[RECORDS PROVIDED Boundary: Start]

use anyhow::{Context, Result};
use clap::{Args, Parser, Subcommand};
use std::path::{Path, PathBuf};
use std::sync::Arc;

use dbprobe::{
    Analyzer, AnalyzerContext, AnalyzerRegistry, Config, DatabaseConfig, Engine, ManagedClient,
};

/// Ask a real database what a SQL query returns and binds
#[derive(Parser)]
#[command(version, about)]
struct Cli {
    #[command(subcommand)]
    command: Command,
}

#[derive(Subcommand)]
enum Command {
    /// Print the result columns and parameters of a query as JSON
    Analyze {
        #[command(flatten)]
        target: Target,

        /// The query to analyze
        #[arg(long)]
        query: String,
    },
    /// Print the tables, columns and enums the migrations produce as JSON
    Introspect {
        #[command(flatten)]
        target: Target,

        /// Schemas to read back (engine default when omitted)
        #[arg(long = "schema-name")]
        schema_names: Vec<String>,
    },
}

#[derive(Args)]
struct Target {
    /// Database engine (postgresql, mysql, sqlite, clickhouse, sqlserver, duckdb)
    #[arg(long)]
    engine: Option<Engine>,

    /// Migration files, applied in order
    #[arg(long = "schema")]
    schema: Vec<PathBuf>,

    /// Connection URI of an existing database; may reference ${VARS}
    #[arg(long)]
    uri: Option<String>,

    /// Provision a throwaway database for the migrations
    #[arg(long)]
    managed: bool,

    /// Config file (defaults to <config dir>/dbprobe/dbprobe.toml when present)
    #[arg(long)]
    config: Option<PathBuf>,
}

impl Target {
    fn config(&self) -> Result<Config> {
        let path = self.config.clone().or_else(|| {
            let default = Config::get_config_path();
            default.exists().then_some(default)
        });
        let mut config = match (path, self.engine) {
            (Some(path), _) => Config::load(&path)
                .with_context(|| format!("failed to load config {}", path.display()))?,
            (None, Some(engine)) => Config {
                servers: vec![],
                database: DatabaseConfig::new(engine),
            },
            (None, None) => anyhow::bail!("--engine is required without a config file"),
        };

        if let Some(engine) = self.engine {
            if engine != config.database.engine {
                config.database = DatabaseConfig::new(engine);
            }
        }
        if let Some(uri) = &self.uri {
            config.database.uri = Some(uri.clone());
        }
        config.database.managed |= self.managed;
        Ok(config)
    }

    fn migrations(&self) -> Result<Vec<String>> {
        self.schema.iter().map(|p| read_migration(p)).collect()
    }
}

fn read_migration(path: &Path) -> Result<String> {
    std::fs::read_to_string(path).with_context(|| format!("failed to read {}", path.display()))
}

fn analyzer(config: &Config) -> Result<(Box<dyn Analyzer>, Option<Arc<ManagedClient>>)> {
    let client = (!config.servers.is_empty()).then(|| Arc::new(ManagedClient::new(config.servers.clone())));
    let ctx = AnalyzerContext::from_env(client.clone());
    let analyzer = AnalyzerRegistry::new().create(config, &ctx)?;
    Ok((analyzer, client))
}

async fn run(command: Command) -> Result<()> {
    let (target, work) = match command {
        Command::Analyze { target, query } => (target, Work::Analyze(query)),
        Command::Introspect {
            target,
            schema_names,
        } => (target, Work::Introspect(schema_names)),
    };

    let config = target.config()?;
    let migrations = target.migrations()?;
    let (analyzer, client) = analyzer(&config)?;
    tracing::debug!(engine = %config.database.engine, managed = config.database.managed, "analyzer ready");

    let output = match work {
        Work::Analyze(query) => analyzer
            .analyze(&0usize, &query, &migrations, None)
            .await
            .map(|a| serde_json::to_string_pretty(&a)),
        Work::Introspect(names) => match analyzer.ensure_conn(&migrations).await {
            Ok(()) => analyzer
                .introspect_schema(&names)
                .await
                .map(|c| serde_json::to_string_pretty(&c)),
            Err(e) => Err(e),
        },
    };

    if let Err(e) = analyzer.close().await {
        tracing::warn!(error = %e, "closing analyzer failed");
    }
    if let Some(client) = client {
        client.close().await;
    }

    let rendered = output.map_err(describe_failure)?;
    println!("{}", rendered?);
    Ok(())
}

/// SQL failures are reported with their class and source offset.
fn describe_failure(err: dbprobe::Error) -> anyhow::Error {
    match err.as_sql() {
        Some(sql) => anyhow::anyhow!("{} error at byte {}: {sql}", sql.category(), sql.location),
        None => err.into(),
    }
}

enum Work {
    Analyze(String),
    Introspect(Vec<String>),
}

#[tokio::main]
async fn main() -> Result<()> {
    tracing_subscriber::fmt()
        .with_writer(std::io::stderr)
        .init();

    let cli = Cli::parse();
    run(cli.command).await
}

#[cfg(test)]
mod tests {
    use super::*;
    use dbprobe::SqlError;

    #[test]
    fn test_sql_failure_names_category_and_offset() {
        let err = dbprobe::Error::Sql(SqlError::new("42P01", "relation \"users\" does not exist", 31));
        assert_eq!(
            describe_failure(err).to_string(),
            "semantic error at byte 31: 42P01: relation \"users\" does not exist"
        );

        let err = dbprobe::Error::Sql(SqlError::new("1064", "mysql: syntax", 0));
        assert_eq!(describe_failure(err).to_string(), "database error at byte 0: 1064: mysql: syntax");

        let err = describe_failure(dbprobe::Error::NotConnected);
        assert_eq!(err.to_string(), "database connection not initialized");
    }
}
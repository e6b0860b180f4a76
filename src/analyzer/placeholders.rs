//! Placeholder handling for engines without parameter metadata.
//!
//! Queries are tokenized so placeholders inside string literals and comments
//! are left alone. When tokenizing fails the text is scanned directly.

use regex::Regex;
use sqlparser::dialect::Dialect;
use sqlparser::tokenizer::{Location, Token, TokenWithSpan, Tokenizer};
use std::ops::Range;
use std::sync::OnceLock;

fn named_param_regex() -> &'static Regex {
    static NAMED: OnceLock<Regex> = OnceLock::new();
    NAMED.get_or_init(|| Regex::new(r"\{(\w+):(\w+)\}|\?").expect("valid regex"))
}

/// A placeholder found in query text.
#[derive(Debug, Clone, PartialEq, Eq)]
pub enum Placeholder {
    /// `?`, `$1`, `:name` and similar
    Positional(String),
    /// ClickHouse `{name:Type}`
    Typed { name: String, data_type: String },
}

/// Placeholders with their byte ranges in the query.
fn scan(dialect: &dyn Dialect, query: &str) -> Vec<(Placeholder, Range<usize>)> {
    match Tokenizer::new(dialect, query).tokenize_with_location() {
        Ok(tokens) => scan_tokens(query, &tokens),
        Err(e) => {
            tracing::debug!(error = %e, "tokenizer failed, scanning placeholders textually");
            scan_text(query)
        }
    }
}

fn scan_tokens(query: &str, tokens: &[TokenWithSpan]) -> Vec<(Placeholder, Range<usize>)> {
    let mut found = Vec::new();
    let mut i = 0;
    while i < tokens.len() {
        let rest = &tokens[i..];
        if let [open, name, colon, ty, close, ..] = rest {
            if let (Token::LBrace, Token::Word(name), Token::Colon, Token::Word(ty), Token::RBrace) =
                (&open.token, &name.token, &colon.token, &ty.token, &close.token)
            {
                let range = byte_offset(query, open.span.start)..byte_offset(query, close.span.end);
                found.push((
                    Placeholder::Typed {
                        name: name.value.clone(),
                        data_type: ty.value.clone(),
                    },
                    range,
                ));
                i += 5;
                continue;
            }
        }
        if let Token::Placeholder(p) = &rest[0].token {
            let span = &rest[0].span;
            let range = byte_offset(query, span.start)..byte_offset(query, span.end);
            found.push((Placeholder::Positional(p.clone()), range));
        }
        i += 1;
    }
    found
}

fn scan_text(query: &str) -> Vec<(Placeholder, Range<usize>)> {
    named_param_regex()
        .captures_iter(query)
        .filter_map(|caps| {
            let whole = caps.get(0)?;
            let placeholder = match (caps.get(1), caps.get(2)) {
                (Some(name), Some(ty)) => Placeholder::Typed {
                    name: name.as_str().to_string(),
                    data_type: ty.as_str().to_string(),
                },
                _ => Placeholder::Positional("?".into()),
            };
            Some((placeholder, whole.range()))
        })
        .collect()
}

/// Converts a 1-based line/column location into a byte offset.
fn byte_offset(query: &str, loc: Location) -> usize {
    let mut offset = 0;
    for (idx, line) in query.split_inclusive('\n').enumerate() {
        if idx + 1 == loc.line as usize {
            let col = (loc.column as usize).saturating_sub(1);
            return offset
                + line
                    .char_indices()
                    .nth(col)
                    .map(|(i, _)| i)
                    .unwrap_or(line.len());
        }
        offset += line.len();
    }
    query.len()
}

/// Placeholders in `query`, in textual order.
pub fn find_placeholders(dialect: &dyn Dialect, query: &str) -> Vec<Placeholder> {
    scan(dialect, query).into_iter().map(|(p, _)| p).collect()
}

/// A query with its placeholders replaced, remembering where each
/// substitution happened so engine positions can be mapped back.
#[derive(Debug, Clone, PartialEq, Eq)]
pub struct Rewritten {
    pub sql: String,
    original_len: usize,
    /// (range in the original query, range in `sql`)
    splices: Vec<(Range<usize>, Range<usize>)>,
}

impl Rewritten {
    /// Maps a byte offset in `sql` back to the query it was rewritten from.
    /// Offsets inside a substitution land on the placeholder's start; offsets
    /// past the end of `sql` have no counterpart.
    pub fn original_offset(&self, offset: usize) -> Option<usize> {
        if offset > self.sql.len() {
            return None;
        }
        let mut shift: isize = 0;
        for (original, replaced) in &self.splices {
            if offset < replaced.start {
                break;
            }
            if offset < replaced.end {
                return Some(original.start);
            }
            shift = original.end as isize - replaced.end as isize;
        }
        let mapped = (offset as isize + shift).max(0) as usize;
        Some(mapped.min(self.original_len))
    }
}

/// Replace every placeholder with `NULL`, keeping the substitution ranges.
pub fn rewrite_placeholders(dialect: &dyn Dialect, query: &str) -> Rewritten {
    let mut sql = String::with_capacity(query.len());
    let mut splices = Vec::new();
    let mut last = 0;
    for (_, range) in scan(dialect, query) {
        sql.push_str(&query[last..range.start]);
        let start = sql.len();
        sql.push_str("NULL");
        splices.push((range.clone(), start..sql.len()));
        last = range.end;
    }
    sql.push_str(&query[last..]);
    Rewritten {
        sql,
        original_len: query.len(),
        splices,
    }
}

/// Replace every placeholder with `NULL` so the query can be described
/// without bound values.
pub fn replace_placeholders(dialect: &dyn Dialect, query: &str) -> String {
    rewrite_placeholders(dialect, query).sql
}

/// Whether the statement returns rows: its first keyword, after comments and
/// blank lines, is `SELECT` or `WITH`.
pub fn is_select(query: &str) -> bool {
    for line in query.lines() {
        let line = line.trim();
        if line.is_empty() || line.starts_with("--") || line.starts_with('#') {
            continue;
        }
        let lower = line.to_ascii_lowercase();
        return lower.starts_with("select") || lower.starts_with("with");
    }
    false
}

[RECORDS PROVIDED Boundary: End]
[RECORDS PROVIDED Boundary: Start]

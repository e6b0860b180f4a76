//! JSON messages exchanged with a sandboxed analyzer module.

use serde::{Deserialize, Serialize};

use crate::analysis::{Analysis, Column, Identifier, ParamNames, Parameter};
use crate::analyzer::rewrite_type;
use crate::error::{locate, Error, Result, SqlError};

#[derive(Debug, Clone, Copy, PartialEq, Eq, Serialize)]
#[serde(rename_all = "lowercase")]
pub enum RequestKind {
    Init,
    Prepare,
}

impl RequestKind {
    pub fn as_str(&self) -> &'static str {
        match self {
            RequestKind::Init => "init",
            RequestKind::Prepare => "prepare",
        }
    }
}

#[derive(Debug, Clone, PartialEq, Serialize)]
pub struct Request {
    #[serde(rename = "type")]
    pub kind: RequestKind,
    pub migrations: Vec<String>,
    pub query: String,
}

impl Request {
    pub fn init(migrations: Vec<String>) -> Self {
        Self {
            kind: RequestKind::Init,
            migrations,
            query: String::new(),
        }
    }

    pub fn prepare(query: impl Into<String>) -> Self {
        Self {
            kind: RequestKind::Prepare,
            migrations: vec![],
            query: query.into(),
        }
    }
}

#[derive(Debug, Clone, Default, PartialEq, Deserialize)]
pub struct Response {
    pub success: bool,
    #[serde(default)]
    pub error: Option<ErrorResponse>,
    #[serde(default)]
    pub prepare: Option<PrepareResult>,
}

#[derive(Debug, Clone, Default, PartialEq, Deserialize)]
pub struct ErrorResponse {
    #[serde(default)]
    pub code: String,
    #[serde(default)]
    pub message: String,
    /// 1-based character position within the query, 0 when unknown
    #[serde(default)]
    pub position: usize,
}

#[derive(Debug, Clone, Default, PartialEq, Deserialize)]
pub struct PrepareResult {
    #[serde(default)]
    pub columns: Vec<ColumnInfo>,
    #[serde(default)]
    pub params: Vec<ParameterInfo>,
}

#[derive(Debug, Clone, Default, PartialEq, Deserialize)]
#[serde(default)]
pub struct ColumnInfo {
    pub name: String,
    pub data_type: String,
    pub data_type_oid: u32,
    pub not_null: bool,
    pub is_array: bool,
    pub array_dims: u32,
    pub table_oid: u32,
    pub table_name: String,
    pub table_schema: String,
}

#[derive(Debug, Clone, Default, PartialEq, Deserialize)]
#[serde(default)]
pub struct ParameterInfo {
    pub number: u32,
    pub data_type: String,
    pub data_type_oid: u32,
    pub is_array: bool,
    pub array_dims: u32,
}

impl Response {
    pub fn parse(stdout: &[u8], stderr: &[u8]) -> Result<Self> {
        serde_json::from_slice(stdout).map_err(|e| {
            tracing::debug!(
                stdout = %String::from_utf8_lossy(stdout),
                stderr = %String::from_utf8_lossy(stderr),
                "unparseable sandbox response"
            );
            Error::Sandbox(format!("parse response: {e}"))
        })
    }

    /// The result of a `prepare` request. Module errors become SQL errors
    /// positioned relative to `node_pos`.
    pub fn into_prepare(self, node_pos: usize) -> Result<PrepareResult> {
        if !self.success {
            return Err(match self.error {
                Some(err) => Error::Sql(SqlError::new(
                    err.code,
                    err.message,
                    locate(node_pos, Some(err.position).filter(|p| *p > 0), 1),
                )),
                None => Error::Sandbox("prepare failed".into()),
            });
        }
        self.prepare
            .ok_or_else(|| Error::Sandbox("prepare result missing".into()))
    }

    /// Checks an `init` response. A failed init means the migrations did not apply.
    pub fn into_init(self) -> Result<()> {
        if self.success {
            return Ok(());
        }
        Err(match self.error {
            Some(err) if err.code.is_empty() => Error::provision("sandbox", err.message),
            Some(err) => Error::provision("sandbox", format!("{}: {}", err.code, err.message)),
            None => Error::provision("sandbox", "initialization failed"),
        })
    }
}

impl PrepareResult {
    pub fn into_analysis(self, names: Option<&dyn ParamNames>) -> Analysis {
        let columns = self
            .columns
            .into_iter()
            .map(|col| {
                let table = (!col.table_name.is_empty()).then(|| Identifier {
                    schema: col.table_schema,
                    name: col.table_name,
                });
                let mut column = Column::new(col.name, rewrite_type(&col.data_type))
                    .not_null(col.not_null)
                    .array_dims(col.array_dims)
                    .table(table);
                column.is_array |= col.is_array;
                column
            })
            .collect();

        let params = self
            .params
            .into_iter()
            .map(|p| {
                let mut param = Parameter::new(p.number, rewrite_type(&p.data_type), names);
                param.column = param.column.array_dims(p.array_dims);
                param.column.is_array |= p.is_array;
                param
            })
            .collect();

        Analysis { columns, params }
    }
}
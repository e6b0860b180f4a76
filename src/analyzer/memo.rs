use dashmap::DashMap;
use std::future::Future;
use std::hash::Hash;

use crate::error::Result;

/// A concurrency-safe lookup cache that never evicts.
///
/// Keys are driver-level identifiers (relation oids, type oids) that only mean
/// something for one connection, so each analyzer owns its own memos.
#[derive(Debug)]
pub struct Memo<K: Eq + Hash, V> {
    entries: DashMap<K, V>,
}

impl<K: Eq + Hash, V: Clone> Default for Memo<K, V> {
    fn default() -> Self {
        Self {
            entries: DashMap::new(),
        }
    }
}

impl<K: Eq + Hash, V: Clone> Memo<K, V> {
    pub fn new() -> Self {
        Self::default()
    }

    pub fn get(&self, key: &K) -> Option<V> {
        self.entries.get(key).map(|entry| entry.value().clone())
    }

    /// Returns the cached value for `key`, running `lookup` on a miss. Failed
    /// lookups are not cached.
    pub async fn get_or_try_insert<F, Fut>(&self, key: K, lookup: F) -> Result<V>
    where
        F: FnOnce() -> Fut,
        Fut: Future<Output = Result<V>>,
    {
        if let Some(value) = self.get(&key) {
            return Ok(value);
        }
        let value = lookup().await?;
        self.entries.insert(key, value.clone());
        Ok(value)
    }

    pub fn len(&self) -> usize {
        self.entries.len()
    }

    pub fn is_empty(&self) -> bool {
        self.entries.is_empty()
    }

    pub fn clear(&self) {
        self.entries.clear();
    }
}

[RECORDS PROVIDED Boundary: End]
[RECORDS PROVIDED Boundary: Start]

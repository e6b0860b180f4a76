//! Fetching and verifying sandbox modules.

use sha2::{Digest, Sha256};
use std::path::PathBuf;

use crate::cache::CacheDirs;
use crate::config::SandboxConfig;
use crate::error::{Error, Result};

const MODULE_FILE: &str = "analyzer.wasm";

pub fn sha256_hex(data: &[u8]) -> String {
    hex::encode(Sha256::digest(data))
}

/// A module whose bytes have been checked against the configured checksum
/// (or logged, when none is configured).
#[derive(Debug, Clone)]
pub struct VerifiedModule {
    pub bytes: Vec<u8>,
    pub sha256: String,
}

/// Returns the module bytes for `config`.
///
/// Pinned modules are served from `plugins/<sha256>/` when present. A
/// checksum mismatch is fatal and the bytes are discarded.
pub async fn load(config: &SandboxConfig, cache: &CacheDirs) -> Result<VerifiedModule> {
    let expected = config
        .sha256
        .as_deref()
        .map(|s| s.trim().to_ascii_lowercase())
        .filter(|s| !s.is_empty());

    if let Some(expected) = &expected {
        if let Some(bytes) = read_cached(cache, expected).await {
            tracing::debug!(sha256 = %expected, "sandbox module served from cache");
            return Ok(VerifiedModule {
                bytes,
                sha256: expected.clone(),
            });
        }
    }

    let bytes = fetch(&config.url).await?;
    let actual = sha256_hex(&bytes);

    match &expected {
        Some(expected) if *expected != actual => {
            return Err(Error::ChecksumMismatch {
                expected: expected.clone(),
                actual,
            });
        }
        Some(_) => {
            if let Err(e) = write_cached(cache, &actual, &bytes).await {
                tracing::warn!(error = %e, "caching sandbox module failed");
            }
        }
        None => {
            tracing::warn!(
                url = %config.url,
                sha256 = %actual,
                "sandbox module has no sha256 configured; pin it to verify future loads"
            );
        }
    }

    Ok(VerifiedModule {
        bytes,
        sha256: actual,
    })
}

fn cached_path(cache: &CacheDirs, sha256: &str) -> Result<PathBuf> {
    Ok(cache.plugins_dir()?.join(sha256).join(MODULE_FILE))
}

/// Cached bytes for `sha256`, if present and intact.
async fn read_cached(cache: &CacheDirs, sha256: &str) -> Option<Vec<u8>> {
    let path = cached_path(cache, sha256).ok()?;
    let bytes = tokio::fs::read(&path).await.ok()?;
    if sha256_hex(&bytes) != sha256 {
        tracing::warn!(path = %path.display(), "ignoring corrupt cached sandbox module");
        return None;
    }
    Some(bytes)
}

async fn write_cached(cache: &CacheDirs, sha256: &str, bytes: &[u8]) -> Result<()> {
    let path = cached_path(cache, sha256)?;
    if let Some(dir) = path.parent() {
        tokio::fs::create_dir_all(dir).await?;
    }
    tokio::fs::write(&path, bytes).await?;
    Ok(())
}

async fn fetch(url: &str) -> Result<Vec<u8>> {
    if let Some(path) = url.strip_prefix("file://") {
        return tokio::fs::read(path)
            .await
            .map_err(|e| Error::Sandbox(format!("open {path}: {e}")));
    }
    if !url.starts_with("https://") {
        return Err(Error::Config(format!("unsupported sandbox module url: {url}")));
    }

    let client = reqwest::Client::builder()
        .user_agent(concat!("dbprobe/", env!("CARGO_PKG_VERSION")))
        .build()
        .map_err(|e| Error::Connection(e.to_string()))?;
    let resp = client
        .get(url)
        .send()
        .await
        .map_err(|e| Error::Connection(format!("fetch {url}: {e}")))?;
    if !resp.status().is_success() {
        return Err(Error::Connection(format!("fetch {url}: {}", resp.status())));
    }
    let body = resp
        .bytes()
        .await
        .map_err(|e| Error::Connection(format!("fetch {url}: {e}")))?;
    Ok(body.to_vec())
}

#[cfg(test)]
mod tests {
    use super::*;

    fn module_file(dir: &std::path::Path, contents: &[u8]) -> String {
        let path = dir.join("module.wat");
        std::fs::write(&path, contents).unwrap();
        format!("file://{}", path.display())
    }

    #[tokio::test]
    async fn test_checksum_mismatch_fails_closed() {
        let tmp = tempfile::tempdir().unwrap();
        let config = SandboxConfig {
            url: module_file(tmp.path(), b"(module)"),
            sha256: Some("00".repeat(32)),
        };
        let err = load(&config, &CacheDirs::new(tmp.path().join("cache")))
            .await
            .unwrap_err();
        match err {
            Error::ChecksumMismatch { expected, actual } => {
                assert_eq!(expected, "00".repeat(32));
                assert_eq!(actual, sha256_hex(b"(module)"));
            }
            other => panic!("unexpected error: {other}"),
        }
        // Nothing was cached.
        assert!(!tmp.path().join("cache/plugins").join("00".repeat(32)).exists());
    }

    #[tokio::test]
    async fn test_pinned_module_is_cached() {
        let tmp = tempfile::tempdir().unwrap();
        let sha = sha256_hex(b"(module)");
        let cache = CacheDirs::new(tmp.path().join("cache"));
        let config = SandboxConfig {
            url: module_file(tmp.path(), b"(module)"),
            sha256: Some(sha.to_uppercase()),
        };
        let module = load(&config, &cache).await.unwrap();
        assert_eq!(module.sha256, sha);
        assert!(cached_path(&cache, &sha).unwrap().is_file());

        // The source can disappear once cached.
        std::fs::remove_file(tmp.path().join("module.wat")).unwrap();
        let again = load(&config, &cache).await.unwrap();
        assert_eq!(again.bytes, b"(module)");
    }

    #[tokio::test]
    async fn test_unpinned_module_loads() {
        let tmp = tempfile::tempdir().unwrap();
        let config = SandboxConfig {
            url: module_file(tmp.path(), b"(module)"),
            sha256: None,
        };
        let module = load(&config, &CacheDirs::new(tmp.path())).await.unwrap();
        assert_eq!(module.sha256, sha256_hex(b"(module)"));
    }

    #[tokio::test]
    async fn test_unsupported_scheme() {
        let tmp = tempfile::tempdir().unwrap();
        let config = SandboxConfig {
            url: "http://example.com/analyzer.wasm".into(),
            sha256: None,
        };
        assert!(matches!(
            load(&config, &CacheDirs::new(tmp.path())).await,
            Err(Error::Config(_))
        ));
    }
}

[RECORDS PROVIDED Boundary: End]

__DESCRIPTION OF THE TASK__. Using the listing above, show every line that includes the string "lines".

__ANSWER BOX__.
/// blank lines, is `SELECT` or `WITH`.
    for line in query.lines() {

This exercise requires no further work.